È colorata con le tinte
delle giornate d’autunno –
la libellula rossa!

«La primavera – dice un poeta giapponese – è la stagione degli occhi; l’autunno la stagione dell’udito» – e vuol dire che in primavera la fioritura degli alberi e la magia della nebbiolina del mattino dilettano la vista, mentre in autunno l’orecchio è incantato dalla musica di innumerevoli insetti. E continua dicendo che il piacere dell’autunno è accompagnato dalla malinconia. Voci lamentose evocano il ricordo degli anni trascorsi e dei visi scomparsi, e dunque, per il pensiero buddhista, richiamano alla dottrina dell’impermanenza. La primavera è la stagione delle promesse e della speranza; l’autunno il tempo del ricordo e del rimpianto. E l’arrivo di uno speciale insetto autunnale, la tacita libellula – silenziosa nella stagione delle voci – rende ancor più strani i modi di quel cambiamento. Dovunque si vede un gioco muto di lampi fatati – esplosioni di colore che si incrociano di continuo, come una tessitura di incanti interminabili sulla superficie della terra. Così la descrive un antico poeta:

Come il filo scarlatto
della tela di ragno,
il lampo delle libellule.

[…]

Catturare libellule è da centinaia d’anni il divertimento preferito dei bambini giapponesi. Comincia nella stagione estiva e si prolunga per quasi tutto l’autunno. Esistono molte antiche poesie sull’argomento – che descrivono la spensieratezza dei piccoli cacciatori.

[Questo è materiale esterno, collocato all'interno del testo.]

use std::collections::HashMap;
use std::sync::Arc;
use std::time::Duration;

use lazy_static::lazy_static;
use log::info;

use crate::config::{ConfigError, SolverSchedulerConfig};
use crate::core::scheduler::composer::MatrixComposer;
use crate::core::scheduler::constraints::affinity::{
    HostAffinityConstraint, RackAffinityConstraint, ServerGroupAffinityConstraint,
    ServerGroupAntiAffinityConstraint,
};
use crate::core::scheduler::constraints::filters::{
    ActiveHostsFilter, AggregateMultiTenancyIsolationFilter, AggregateTypeAffinityFilter,
    AllHostsFilter, AvailabilityZoneFilter, ImagePropertiesFilter, JsonFilter, RetryFilter,
    SimpleCidrAffinityFilter, TrustedHostsFilter,
};
use crate::core::scheduler::constraints::limits::{
    IoOpsConstraint, NumInstancesConstraint, NumNetworksConstraint,
};
use crate::core::scheduler::constraints::numa_pci::{NumaTopologyConstraint, PciPassthroughConstraint};
use crate::core::scheduler::constraints::racks::{NumNetworksPerRackConstraint, TenantRackConstraint};
use crate::core::scheduler::constraints::resources::{
    DiskConstraint, ExactConstraint, ExactResource, RamConstraint, VcpuConstraint,
};
use crate::core::scheduler::constraints::{Constraint, FilterConstraint};
use crate::core::scheduler::costs::affinity::{AffinityCost, AntiAffinityCost};
use crate::core::scheduler::costs::metrics::MetricsCost;
use crate::core::scheduler::costs::racks::{RackNetworkAffinityCost, TenantRackAffinityCost};
use crate::core::scheduler::costs::resources::{IoOpsCost, RamCost, VcpuCost};
use crate::core::scheduler::costs::Cost;
use crate::core::scheduler::interface::SolverEngine;
use crate::core::scheduler::solvers::fast::FastSolver;
use crate::core::scheduler::solvers::ilp::IlpSolver;
use crate::core::topology::RackTopology;

// Everything a plugin factory may read: the scheduler configuration and the rack
// topology parsed at start-up.
pub struct PluginContext {
    pub config: SolverSchedulerConfig,
    pub topology: Arc<RackTopology>,
}

impl PluginContext {
    pub fn new(config: SolverSchedulerConfig, topology: Arc<RackTopology>) -> Self {
        Self { config, topology }
    }
}

pub type ConstraintFactory = fn(&PluginContext) -> Result<Box<dyn Constraint>, ConfigError>;
pub type CostFactory = fn(&PluginContext) -> Result<Box<dyn Cost>, ConfigError>;
pub type SolverFactory = fn(&PluginContext, MatrixComposer) -> Box<dyn SolverEngine>;

lazy_static! {
    pub static ref CONSTRAINT_REGISTRY: HashMap<&'static str, ConstraintFactory> = {
        let mut registry: HashMap<&'static str, ConstraintFactory> = HashMap::new();
        registry.insert("RamConstraint", |ctx| {
            Ok(Box::new(RamConstraint::new(ctx.config.ram_allocation_ratio)))
        });
        registry.insert("AggregateRamConstraint", |ctx| {
            Ok(Box::new(RamConstraint::from_aggregates(ctx.config.ram_allocation_ratio)))
        });
        registry.insert("DiskConstraint", |ctx| {
            Ok(Box::new(DiskConstraint::new(ctx.config.disk_allocation_ratio)))
        });
        registry.insert("AggregateDiskConstraint", |ctx| {
            Ok(Box::new(DiskConstraint::from_aggregates(ctx.config.disk_allocation_ratio)))
        });
        registry.insert("VcpuConstraint", |ctx| {
            Ok(Box::new(VcpuConstraint::new(ctx.config.cpu_allocation_ratio)))
        });
        registry.insert("AggregateVcpuConstraint", |ctx| {
            Ok(Box::new(VcpuConstraint::from_aggregates(ctx.config.cpu_allocation_ratio)))
        });
        registry.insert("ExactRamConstraint", |_| {
            Ok(Box::new(ExactConstraint::new(ExactResource::Ram)))
        });
        registry.insert("ExactDiskConstraint", |_| {
            Ok(Box::new(ExactConstraint::new(ExactResource::Disk)))
        });
        registry.insert("ExactVcpuConstraint", |_| {
            Ok(Box::new(ExactConstraint::new(ExactResource::Vcpu)))
        });
        registry.insert("IoOpsConstraint", |ctx| {
            Ok(Box::new(IoOpsConstraint::new(ctx.config.max_io_ops_per_host)))
        });
        registry.insert("NumInstancesConstraint", |ctx| {
            Ok(Box::new(NumInstancesConstraint::new(ctx.config.max_instances_per_host)))
        });
        registry.insert("NumNetworksConstraint", |ctx| {
            Ok(Box::new(NumNetworksConstraint::new(ctx.config.max_networks_per_host)))
        });
        registry.insert("NumNetworksPerRackConstraint", |ctx| {
            Ok(Box::new(NumNetworksPerRackConstraint::new(
                ctx.config.max_networks_per_rack,
                ctx.topology.clone(),
            )))
        });
        registry.insert("NumaTopologyConstraint", |ctx| {
            Ok(Box::new(NumaTopologyConstraint::new(
                ctx.config.cpu_allocation_ratio,
                ctx.config.ram_allocation_ratio,
            )))
        });
        registry.insert("PciPassthroughConstraint", |_| Ok(Box::new(PciPassthroughConstraint)));
        registry.insert("SameHostConstraint", |_| Ok(Box::new(HostAffinityConstraint::same_host())));
        registry.insert("DifferentHostConstraint", |_| {
            Ok(Box::new(HostAffinityConstraint::different_host()))
        });
        registry.insert("SameRackConstraint", |ctx| {
            Ok(Box::new(RackAffinityConstraint::same_rack(ctx.topology.clone())))
        });
        registry.insert("DifferentRackConstraint", |ctx| {
            Ok(Box::new(RackAffinityConstraint::different_rack(ctx.topology.clone())))
        });
        registry.insert("ServerGroupAffinityConstraint", |_| {
            Ok(Box::new(ServerGroupAffinityConstraint))
        });
        registry.insert("ServerGroupAntiAffinityConstraint", |_| {
            Ok(Box::new(ServerGroupAntiAffinityConstraint))
        });
        registry.insert("TenantRackConstraint", |ctx| {
            Ok(Box::new(TenantRackConstraint::new(
                ctx.config.max_racks_per_tenant,
                ctx.topology.clone(),
            )))
        });
        registry.insert("ActiveHostsConstraint", |_| {
            Ok(Box::new(FilterConstraint::new(ActiveHostsFilter)))
        });
        registry.insert("AllHostsConstraint", |_| Ok(Box::new(FilterConstraint::new(AllHostsFilter))));
        registry.insert("ImagePropertiesConstraint", |_| {
            Ok(Box::new(FilterConstraint::new(ImagePropertiesFilter)))
        });
        registry.insert("JsonConstraint", |_| Ok(Box::new(FilterConstraint::new(JsonFilter))));
        registry.insert("SimpleCidrAffinityConstraint", |_| {
            Ok(Box::new(FilterConstraint::new(SimpleCidrAffinityFilter)))
        });
        registry.insert("AggregateTypeAffinityConstraint", |_| {
            Ok(Box::new(FilterConstraint::new(AggregateTypeAffinityFilter)))
        });
        registry.insert("AggregateMultiTenancyIsolationConstraint", |_| {
            Ok(Box::new(FilterConstraint::new(AggregateMultiTenancyIsolationFilter)))
        });
        registry.insert("AvailabilityZoneConstraint", |ctx| {
            Ok(Box::new(FilterConstraint::new(AvailabilityZoneFilter::new(
                &ctx.config.default_availability_zone,
            ))))
        });
        registry.insert("TrustedHostsConstraint", |_| {
            Ok(Box::new(FilterConstraint::new(TrustedHostsFilter)))
        });
        registry.insert("RetryConstraint", |_| Ok(Box::new(FilterConstraint::new(RetryFilter))));
        registry
    };

    pub static ref COST_REGISTRY: HashMap<&'static str, CostFactory> = {
        let mut registry: HashMap<&'static str, CostFactory> = HashMap::new();
        registry.insert("RamCost", |ctx| Ok(Box::new(RamCost::new(ctx.config.ram_cost_multiplier))));
        registry.insert("VcpuCost", |ctx| Ok(Box::new(VcpuCost::new(ctx.config.vcpu_cost_multiplier))));
        registry.insert("IoOpsCost", |ctx| {
            Ok(Box::new(IoOpsCost::new(ctx.config.io_ops_cost_multiplier)))
        });
        registry.insert("MetricsCost", |ctx| {
            Ok(Box::new(MetricsCost::new(
                ctx.config.metrics_cost_multiplier,
                &ctx.config.metrics,
            )?))
        });
        registry.insert("AffinityCost", |ctx| {
            Ok(Box::new(AffinityCost::new(ctx.config.affinity_cost_multiplier)))
        });
        registry.insert("AntiAffinityCost", |ctx| {
            Ok(Box::new(AntiAffinityCost::new(ctx.config.anti_affinity_cost_multiplier)))
        });
        registry.insert("TenantRackAffinityCost", |ctx| {
            Ok(Box::new(TenantRackAffinityCost::new(
                ctx.config.tenant_rack_affinity_cost_multiplier,
                ctx.topology.clone(),
            )))
        });
        registry.insert("RackNetworkAffinityCost", |ctx| {
            Ok(Box::new(RackNetworkAffinityCost::new(
                ctx.config.rack_network_affinity_cost_multiplier,
                ctx.topology.clone(),
            )))
        });
        registry
    };

    pub static ref SOLVER_REGISTRY: HashMap<&'static str, SolverFactory> = {
        let mut registry: HashMap<&'static str, SolverFactory> = HashMap::new();
        registry.insert("FastSolver", |_, composer| Box::new(FastSolver::new(composer)));
        registry.insert("IlpSolver", |ctx, composer| {
            Box::new(IlpSolver::new(
                composer,
                Duration::from_secs(ctx.config.pulp_solver_timeout_seconds),
            ))
        });
        registry
    };
}

/// Registry key of a configured name: its last `.` or `::` separated segment, so
/// that fully qualified class paths resolve to the same entry as bare names.
pub fn short_name(name: &str) -> &str {
    name.rsplit(['.', ':']).next().unwrap_or(name).trim()
}

pub fn build_constraints(
    names: &[String],
    ctx: &PluginContext,
) -> Result<Vec<Box<dyn Constraint>>, ConfigError> {
    names
        .iter()
        .map(|name| match CONSTRAINT_REGISTRY.get(short_name(name)) {
            Some(factory) => factory(ctx),
            None => Err(ConfigError::UnknownConstraint(name.clone())),
        })
        .collect()
}

pub fn build_costs(names: &[String], ctx: &PluginContext) -> Result<Vec<Box<dyn Cost>>, ConfigError> {
    names
        .iter()
        .map(|name| match COST_REGISTRY.get(short_name(name)) {
            Some(factory) => factory(ctx),
            None => Err(ConfigError::UnknownCost(name.clone())),
        })
        .collect()
}

/// Builds the configured solver engine with the configured constraints and costs.
pub fn build_solver(ctx: &PluginContext) -> Result<Box<dyn SolverEngine>, ConfigError> {
    let solver_name = &ctx.config.scheduler_host_solver;
    let factory = SOLVER_REGISTRY
        .get(short_name(solver_name))
        .ok_or_else(|| ConfigError::UnknownSolver(solver_name.clone()))?;
    let composer = MatrixComposer::new(
        build_constraints(&ctx.config.scheduler_solver_constraints, ctx)?,
        build_costs(&ctx.config.scheduler_solver_costs, ctx)?,
    );
    info!(
        "{} composes constraints {:?} and costs {:?}",
        short_name(solver_name),
        composer.constraint_names(),
        composer.cost_names()
    );
    Ok(factory(ctx, composer))
}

Oggi, come in passato, l’eccitazione della caccia li induce a ogni sorta di guai: cadono dagli argini del fiume, precipitano nei fossi, si graffiano e si sporcano paurosamente – incuranti delle spine, delle pozzanghere e degli stagni – dimenticando il caldo e anche l’ora di cena:

Perfino all’ora del pranzo
dimenticano di tornare a casa
– i bimbi a caccia di libellule!

Un bambino nudo
in cerca di libellule vicino al crocevia –
incurante del sole di mezzogiorno!

Ma il testo poetico più noto, riguardo a tale passatempo, ha un carattere drammatico. È stato scritto dalla famosa poetessa Chiyo, di Kaga, alla morte del figlioletto:

A caccia di libellule!
…Chissà dov’è adesso?

I versi intendono suggerire, non dire apertamente, l’emozione di una madre. Ella vede i bimbi che corrono dietro alle libellule e pensa al figlioletto morto, che andava a caccia con loro – e si scopre a domandarsi, in presenza dell’infinito mistero, che ne sia della sua piccola anima. Dov’è andato? Quale gioco ultraterreno si divertirà a praticare?

Lafcadio Hearn, Le farfalle danzano e le formiche si ingegnano, cura e traduzione italiana di Alessandra Contenti, Roma, Exorma Edizioni, 2017.